Every record must be retyped exactly as it reads.

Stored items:
*****

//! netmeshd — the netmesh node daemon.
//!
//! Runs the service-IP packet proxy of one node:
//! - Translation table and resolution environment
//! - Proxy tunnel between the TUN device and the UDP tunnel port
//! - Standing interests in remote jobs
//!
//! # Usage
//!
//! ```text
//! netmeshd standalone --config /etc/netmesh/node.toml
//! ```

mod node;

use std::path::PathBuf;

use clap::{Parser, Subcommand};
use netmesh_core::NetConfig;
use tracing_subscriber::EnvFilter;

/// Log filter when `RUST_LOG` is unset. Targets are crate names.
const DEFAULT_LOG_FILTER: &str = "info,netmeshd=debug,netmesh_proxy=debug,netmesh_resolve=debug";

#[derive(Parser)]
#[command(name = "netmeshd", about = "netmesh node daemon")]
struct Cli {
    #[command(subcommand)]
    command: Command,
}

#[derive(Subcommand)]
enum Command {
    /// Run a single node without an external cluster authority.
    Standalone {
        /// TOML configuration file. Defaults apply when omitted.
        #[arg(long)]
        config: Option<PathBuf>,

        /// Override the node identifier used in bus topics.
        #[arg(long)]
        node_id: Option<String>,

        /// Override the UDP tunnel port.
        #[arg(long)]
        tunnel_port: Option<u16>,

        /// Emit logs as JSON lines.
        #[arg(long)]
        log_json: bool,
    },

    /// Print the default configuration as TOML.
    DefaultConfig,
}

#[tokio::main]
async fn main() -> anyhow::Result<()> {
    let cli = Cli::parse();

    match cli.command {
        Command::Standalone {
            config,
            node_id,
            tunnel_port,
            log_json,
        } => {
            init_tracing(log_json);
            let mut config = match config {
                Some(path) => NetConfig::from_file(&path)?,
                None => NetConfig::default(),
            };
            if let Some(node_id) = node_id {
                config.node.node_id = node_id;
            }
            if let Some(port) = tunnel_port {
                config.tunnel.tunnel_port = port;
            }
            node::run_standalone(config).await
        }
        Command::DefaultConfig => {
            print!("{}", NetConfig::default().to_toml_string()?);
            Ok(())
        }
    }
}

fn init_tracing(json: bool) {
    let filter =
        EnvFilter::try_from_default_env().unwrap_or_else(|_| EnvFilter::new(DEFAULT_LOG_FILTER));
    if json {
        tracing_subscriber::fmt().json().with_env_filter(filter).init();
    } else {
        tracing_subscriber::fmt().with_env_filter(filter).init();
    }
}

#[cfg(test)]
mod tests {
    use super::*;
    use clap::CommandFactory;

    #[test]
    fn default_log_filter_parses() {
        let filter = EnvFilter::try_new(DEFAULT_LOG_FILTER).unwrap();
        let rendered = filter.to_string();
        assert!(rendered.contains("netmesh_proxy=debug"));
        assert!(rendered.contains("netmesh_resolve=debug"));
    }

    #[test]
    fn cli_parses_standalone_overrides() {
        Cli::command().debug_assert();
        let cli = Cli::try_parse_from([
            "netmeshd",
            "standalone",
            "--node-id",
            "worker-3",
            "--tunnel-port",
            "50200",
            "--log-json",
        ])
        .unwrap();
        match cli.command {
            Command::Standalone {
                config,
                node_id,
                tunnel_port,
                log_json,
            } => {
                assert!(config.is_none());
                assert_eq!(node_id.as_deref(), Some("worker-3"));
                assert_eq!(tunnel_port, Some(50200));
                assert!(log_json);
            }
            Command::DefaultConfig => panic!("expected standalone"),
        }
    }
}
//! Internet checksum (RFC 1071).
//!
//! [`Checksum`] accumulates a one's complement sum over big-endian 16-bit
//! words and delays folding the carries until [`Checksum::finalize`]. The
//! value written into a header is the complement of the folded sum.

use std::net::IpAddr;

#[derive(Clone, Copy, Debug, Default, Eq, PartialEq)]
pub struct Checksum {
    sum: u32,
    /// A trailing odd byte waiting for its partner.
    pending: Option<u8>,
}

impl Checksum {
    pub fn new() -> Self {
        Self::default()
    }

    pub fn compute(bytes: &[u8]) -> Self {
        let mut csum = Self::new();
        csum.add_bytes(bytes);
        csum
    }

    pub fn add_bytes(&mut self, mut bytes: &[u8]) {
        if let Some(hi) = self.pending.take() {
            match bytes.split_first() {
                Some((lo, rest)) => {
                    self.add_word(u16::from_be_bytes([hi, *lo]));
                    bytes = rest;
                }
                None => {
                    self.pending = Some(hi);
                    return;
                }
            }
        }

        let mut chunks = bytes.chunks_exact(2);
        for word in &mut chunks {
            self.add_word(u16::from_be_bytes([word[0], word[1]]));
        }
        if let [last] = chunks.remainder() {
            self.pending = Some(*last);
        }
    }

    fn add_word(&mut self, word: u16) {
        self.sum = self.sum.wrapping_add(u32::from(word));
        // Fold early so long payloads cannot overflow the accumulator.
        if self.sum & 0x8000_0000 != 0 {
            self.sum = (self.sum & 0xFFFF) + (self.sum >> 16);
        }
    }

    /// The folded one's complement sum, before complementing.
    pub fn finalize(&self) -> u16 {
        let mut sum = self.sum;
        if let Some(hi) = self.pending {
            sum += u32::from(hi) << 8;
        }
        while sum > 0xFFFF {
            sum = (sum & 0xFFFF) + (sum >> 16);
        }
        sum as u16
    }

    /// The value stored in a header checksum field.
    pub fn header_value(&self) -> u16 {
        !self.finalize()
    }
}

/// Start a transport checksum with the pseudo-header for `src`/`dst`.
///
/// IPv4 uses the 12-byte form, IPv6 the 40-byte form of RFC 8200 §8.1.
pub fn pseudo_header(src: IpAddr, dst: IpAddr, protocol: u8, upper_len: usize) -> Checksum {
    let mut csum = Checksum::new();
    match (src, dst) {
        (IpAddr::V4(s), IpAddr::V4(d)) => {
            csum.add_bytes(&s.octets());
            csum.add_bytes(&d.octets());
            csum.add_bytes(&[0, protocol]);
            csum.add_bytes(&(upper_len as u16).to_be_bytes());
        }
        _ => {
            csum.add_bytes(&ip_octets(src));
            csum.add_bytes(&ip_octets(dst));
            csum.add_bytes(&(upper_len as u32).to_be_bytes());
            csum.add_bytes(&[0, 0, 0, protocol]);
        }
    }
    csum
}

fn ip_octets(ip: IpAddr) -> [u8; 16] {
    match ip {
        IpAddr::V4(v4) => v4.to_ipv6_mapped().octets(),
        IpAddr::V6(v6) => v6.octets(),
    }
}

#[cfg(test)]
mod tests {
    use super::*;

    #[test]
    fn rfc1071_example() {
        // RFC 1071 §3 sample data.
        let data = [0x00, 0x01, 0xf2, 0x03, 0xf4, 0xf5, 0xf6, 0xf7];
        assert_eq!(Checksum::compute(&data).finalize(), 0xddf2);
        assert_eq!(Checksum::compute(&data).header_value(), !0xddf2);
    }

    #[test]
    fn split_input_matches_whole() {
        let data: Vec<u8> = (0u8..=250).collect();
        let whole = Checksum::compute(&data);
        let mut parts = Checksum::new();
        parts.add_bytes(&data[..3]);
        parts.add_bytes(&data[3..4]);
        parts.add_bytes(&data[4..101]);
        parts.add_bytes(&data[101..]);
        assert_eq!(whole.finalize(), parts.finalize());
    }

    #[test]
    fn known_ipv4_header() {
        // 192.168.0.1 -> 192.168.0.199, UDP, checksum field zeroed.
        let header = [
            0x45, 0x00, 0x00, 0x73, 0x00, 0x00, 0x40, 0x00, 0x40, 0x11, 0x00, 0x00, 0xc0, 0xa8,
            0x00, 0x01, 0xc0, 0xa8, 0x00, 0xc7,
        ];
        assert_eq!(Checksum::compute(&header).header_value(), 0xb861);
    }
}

*****

• **Solution to this problem**
//! netmeshd — the netmesh node daemon.
//!
//! Runs the service-IP packet proxy of one node:
//! - Translation table and resolution environment
//! - Proxy tunnel between the TUN device and the UDP tunnel port
//! - Standing interests in remote jobs
//!
//! # Usage
//!
//! ```text
//! netmeshd standalone --config /etc/netmesh/node.toml
//! ```

mod node;

use std::path::PathBuf;

use clap::{Parser, Subcommand};
use netmesh_core::NetConfig;
use tracing_subscriber::EnvFilter;

/// Log filter when `RUST_LOG` is unset. Targets are crate names.
const DEFAULT_LOG_FILTER: &str = "info,netmeshd=debug,netmesh_proxy=debug,netmesh_resolve=debug";

#[derive(Parser)]
#[command(name = "netmeshd", about = "netmesh node daemon")]
struct Cli {
    #[command(subcommand)]
    command: Command,
}

#[derive(Subcommand)]
enum Command {
    /// Run a single node without an external cluster authority.
    Standalone {
        /// TOML configuration file. Defaults apply when omitted.
        #[arg(long)]
        config: Option<PathBuf>,

        /// Override the node identifier used in bus topics.
        #[arg(long)]
        node_id: Option<String>,

        /// Override the UDP tunnel port.
        #[arg(long)]
        tunnel_port: Option<u16>,

        /// Emit logs as JSON lines.
        #[arg(long)]
        log_json: bool,
    },

    /// Print the default configuration as TOML.
    DefaultConfig,
}

#[tokio::main]
async fn main() -> anyhow::Result<()> {
    let cli = Cli::parse();

    match cli.command {
        Command::Standalone {
            config,
            node_id,
            tunnel_port,
            log_json,
        } => {
            init_tracing(log_json);
            let mut config = match config {
                Some(path) => NetConfig::from_file(&path)?,
                None => NetConfig::default(),
            };
            if let Some(node_id) = node_id {
                config.node.node_id = node_id;
            }
            if let Some(port) = tunnel_port {
                config.tunnel.tunnel_port = port;
            }
            node::run_standalone(config).await
        }
        Command::DefaultConfig => {
            print!("{}", NetConfig::default().to_toml_string()?);
            Ok(())
        }
    }
}

fn init_tracing(json: bool) {
    let filter =
        EnvFilter::try_from_default_env().unwrap_or_else(|_| EnvFilter::new(DEFAULT_LOG_FILTER));
    if json {
        tracing_subscriber::fmt().json().with_env_filter(filter).init();
    } else {
        tracing_subscriber::fmt().with_env_filter(filter).init();
    }
}

#[cfg(test)]
mod tests {
    use super::*;
    use clap::CommandFactory;

    #[test]
    fn default_log_filter_parses() {
        let filter = EnvFilter::try_new(DEFAULT_LOG_FILTER).unwrap();
        let rendered = filter.to_string();
        assert!(rendered.contains("netmesh_proxy=debug"));
        assert!(rendered.contains("netmesh_resolve=debug"));
    }

    #[test]
    fn cli_parses_standalone_overrides() {
        Cli::command().debug_assert();
        let cli = Cli::try_parse_from([
            "netmeshd",
            "standalone",
            "--node-id",
            "worker-3",
            "--tunnel-port",
            "50200",
            "--log-json",
        ])
        .unwrap();
        match cli.command {
            Command::Standalone {
                config,
                node_id,
                tunnel_port,
                log_json,
            } => {
                assert!(config.is_none());
                assert_eq!(node_id.as_deref(), Some("worker-3"));
                assert_eq!(tunnel_port, Some(50200));
                assert!(log_json);
            }
            Command::DefaultConfig => panic!("expected standalone"),
        }
    }
}
//! Internet checksum (RFC 1071).
//!
//! [`Checksum`] accumulates a one's complement sum over big-endian 16-bit
//! words and delays folding the carries until [`Checksum::finalize`]. The
//! value written into a header is the complement of the folded sum.

use std::net::IpAddr;

#[derive(Clone, Copy, Debug, Default, Eq, PartialEq)]
pub struct Checksum {
    sum: u32,
    /// A trailing odd byte waiting for its partner.
    pending: Option<u8>,
}

impl Checksum {
    pub fn new() -> Self {
        Self::default()
    }

    pub fn compute(bytes: &[u8]) -> Self {
        let mut csum = Self::new();
        csum.add_bytes(bytes);
        csum
    }

    pub fn add_bytes(&mut self, mut bytes: &[u8]) {
        if let Some(hi) = self.pending.take() {
            match bytes.split_first() {
                Some((lo, rest)) => {
                    self.add_word(u16::from_be_bytes([hi, *lo]));
                    bytes = rest;
                }
                None => {
                    self.pending = Some(hi);
                    return;
                }
            }
        }

        let mut chunks = bytes.chunks_exact(2);
        for word in &mut chunks {
            self.add_word(u16::from_be_bytes([word[0], word[1]]));
        }
        if let [last] = chunks.remainder() {
            self.pending = Some(*last);
        }
    }

    fn add_word(&mut self, word: u16) {
        self.sum = self.sum.wrapping_add(u32::from(word));
        // Fold early so long payloads cannot overflow the accumulator.
        if self.sum & 0x8000_0000 != 0 {
            self.sum = (self.sum & 0xFFFF) + (self.sum >> 16);
        }
    }

    /// The folded one's complement sum, before complementing.
    pub fn finalize(&self) -> u16 {
        let mut sum = self.sum;
        if let Some(hi) = self.pending {
            sum += u32::from(hi) << 8;
        }
        while sum > 0xFFFF {
            sum = (sum & 0xFFFF) + (sum >> 16);
        }
        sum as u16
    }

    /// The value stored in a header checksum field.
    pub fn header_value(&self) -> u16 {
        !self.finalize()
    }
}

/// Start a transport checksum with the pseudo-header for `src`/`dst`.
///
/// IPv4 uses the 12-byte form, IPv6 the 40-byte form of RFC 8200 §8.1.
pub fn pseudo_header(src: IpAddr, dst: IpAddr, protocol: u8, upper_len: usize) -> Checksum {
    let mut csum = Checksum::new();
    match (src, dst) {
        (IpAddr::V4(s), IpAddr::V4(d)) => {
            csum.add_bytes(&s.octets());
            csum.add_bytes(&d.octets());
            csum.add_bytes(&[0, protocol]);
            csum.add_bytes(&(upper_len as u16).to_be_bytes());
        }
        _ => {
            csum.add_bytes(&ip_octets(src));
            csum.add_bytes(&ip_octets(dst));
            csum.add_bytes(&(upper_len as u32).to_be_bytes());
            csum.add_bytes(&[0, 0, 0, protocol]);
        }
    }
    csum
}

fn ip_octets(ip: IpAddr) -> [u8; 16] {
    match ip {
        IpAddr::V4(v4) => v4.to_ipv6_mapped().octets(),
        IpAddr::V6(v6) => v6.octets(),
    }
}

#[cfg(test)]
mod tests {
    use super::*;

    #[test]
    fn rfc1071_example() {
        // RFC 1071 §3 sample data.
        let data = [0x00, 0x01, 0xf2, 0x03, 0xf4, 0xf5, 0xf6, 0xf7];
        assert_eq!(Checksum::compute(&data).finalize(), 0xddf2);
        assert_eq!(Checksum::compute(&data).header_value(), !0xddf2);
    }

    #[test]
    fn split_input_matches_whole() {
        let data: Vec<u8> = (0u8..=250).collect();
        let whole = Checksum::compute(&data);
        let mut parts = Checksum::new();
        parts.add_bytes(&data[..3]);
        parts.add_bytes(&data[3..4]);
        parts.add_bytes(&data[4..101]);
        parts.add_bytes(&data[101..]);
        assert_eq!(whole.finalize(), parts.finalize());
    }

    #[test]
    fn known_ipv4_header() {
        // 192.168.0.1 -> 192.168.0.199, UDP, checksum field zeroed.
        let header = [
            0x45, 0x00, 0x00, 0x73, 0x00, 0x00, 0x40, 0x00, 0x40, 0x11, 0x00, 0x00, 0xc0, 0xa8,
            0x00, 0x01, 0xc0, 0xa8, 0x00, 0xc7,
        ];
        assert_eq!(Checksum::compute(&header).header_value(), 0xb861);
    }
}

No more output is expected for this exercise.